→ ASSIGNMENT: Copy out each line featuring the string "PeripheralCatalog" from the entries beneath.

→ DATASET EXTRACT:
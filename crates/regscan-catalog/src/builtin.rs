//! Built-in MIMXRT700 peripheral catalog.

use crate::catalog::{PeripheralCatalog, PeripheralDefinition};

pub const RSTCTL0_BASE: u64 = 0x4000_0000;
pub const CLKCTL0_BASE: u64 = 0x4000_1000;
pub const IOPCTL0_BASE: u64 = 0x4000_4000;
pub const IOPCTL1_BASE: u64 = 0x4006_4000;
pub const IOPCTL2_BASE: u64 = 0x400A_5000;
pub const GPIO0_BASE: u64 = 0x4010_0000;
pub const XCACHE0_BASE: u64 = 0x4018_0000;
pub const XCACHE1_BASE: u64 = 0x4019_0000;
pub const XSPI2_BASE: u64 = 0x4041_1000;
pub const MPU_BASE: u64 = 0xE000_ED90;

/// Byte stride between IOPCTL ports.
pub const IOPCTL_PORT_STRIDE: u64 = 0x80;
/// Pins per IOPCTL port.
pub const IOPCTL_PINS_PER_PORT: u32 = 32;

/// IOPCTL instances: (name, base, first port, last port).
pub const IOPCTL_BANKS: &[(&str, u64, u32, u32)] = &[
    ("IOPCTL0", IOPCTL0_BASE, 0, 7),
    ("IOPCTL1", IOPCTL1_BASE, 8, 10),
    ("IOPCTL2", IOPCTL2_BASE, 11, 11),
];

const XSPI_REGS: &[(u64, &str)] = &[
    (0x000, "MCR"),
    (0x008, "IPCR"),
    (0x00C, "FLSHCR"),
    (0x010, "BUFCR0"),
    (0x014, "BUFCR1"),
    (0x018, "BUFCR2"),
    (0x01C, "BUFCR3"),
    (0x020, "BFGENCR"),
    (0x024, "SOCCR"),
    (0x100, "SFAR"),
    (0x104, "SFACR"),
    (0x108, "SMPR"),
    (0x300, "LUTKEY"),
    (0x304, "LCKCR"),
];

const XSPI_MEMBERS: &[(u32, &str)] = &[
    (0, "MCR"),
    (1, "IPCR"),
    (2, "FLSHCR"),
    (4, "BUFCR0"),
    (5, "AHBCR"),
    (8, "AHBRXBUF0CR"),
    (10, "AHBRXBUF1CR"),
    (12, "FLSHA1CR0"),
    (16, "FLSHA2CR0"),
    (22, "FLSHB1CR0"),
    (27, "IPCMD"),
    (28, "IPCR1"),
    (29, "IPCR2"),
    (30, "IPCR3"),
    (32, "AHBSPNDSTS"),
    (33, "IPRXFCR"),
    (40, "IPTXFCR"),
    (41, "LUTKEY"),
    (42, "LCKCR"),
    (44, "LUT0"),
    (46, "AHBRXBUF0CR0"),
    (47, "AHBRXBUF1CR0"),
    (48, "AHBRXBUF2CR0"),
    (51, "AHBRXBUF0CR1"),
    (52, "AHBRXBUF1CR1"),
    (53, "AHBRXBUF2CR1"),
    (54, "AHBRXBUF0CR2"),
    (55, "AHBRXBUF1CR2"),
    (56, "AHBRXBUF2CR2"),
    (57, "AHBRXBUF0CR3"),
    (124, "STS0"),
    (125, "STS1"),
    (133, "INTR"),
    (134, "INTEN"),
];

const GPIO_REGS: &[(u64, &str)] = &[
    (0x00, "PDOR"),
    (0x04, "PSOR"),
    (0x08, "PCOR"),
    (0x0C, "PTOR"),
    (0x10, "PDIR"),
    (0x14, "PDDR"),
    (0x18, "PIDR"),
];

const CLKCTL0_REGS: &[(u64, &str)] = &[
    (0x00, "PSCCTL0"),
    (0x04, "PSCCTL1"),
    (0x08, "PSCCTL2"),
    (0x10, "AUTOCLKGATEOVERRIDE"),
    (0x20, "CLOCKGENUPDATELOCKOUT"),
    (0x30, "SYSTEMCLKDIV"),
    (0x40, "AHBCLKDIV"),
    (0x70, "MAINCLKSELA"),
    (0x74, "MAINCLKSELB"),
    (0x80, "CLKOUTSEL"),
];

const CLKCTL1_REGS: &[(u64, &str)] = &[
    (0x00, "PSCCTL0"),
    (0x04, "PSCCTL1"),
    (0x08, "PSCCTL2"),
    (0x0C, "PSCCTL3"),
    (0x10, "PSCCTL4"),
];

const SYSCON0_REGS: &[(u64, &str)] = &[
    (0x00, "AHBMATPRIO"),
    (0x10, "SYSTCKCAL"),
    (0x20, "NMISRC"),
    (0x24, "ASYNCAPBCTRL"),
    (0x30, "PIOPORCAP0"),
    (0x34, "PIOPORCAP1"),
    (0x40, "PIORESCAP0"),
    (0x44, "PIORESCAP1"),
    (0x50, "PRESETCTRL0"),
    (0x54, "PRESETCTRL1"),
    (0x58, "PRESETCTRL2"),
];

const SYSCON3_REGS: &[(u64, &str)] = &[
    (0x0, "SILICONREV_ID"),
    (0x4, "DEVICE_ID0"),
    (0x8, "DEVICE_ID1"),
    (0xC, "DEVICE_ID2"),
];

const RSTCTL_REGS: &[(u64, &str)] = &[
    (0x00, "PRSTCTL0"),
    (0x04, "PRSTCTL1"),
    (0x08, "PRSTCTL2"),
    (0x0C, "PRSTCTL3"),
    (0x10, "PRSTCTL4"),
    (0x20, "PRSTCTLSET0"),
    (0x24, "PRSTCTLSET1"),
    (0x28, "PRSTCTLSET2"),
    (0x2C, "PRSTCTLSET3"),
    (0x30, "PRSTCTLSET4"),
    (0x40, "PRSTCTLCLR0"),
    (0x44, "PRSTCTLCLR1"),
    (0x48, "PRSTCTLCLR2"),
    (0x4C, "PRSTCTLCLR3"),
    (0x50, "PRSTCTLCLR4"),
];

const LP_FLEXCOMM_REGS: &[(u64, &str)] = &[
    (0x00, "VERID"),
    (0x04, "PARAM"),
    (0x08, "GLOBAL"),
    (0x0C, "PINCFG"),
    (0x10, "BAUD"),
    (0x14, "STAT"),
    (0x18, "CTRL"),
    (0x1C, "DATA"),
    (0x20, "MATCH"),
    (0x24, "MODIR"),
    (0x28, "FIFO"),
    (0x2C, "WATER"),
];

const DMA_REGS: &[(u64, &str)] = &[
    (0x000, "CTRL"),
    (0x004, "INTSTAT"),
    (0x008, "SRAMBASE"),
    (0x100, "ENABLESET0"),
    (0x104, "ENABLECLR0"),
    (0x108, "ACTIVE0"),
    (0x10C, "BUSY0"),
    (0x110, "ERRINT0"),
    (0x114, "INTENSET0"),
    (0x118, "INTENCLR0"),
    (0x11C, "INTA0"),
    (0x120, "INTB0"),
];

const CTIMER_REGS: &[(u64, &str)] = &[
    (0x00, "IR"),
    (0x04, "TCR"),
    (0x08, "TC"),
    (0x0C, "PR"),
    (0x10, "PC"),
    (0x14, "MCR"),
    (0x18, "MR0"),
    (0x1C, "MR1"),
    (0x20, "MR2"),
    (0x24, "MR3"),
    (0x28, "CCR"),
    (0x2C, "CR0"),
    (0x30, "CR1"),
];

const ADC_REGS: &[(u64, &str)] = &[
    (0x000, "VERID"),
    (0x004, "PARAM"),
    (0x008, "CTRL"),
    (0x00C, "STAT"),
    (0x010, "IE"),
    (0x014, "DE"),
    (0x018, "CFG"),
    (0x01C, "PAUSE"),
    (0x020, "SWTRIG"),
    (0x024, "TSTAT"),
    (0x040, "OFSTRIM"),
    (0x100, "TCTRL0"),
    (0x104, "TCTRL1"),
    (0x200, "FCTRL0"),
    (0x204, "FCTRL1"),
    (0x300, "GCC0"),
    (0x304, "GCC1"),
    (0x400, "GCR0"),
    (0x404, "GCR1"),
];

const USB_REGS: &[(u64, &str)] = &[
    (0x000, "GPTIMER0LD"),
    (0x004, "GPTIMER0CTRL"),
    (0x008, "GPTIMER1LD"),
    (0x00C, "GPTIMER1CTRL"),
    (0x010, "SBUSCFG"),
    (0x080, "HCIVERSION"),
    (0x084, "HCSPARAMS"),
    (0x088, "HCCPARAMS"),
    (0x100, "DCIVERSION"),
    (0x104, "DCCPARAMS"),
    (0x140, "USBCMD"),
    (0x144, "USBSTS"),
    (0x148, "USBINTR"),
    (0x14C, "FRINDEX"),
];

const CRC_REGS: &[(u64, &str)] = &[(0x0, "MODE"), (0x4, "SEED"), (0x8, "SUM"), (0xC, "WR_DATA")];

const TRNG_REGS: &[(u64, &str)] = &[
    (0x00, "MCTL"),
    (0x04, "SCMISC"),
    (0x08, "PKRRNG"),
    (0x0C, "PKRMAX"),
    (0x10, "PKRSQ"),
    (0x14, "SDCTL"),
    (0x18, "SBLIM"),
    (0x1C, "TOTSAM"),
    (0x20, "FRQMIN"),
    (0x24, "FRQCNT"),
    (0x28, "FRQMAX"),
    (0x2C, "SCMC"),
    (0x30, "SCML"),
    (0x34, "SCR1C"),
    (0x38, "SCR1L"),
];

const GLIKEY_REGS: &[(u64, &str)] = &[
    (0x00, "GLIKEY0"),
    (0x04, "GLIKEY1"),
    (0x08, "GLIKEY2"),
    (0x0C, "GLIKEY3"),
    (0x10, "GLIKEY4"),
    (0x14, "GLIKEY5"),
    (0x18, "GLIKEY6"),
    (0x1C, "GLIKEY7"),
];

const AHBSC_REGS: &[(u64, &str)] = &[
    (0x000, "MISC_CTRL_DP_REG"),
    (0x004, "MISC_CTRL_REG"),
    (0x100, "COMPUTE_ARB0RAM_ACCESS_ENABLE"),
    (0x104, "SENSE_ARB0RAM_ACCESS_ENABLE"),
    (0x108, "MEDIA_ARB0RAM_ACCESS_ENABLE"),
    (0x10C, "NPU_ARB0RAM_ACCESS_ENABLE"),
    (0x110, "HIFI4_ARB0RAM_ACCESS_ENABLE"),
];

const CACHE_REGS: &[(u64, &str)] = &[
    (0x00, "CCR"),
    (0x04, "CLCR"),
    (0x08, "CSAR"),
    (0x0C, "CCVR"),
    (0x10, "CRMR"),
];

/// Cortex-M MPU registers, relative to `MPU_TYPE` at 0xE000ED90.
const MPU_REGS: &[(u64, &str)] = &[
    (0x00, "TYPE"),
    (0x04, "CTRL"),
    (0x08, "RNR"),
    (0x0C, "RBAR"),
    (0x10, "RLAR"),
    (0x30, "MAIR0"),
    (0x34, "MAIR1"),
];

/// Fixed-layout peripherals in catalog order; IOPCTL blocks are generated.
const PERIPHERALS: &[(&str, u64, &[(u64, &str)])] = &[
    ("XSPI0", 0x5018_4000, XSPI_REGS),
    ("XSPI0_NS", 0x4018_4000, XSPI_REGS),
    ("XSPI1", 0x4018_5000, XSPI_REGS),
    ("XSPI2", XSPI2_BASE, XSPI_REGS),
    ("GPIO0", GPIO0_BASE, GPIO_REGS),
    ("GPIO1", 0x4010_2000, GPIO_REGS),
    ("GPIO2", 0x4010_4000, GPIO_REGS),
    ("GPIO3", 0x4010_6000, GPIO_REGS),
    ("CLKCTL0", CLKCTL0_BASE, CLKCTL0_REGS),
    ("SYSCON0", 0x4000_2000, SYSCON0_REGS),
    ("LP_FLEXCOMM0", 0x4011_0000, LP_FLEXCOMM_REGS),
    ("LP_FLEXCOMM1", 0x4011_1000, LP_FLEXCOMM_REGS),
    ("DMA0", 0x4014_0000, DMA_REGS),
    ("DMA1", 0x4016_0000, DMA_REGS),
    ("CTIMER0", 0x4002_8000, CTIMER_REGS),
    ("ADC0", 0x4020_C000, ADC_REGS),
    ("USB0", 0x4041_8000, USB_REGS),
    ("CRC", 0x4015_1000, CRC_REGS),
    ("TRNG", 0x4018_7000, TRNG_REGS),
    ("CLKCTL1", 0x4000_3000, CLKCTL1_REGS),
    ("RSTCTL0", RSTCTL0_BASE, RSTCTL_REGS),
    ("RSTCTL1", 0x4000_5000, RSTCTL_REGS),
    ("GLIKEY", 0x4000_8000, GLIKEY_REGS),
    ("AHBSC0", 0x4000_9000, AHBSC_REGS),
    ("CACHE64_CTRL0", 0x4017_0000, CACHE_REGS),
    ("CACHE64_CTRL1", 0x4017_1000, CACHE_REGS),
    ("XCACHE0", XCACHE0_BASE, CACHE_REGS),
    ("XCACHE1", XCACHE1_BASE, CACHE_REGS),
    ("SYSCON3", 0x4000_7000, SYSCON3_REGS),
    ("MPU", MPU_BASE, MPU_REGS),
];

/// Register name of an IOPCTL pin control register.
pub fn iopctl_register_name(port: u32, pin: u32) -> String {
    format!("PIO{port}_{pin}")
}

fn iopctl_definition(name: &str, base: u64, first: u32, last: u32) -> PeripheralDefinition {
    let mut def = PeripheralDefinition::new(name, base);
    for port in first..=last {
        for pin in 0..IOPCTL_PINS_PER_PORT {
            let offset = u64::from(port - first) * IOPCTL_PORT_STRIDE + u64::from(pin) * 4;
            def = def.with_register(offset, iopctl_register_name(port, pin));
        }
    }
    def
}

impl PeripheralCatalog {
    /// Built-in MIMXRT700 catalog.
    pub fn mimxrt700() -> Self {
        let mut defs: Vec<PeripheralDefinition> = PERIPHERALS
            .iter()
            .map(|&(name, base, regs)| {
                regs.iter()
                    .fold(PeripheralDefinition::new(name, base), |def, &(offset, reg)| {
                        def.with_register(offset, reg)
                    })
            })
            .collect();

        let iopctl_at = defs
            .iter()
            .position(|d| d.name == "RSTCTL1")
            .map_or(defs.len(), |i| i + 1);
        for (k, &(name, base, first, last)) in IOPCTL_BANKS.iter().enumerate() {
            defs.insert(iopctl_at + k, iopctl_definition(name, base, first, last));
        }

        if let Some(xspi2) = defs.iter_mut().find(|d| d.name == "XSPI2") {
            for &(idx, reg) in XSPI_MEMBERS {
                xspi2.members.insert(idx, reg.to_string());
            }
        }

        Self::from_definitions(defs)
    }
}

→ FINISHED TASK:
use crate::catalog::{PeripheralCatalog, PeripheralDefinition};
impl PeripheralCatalog {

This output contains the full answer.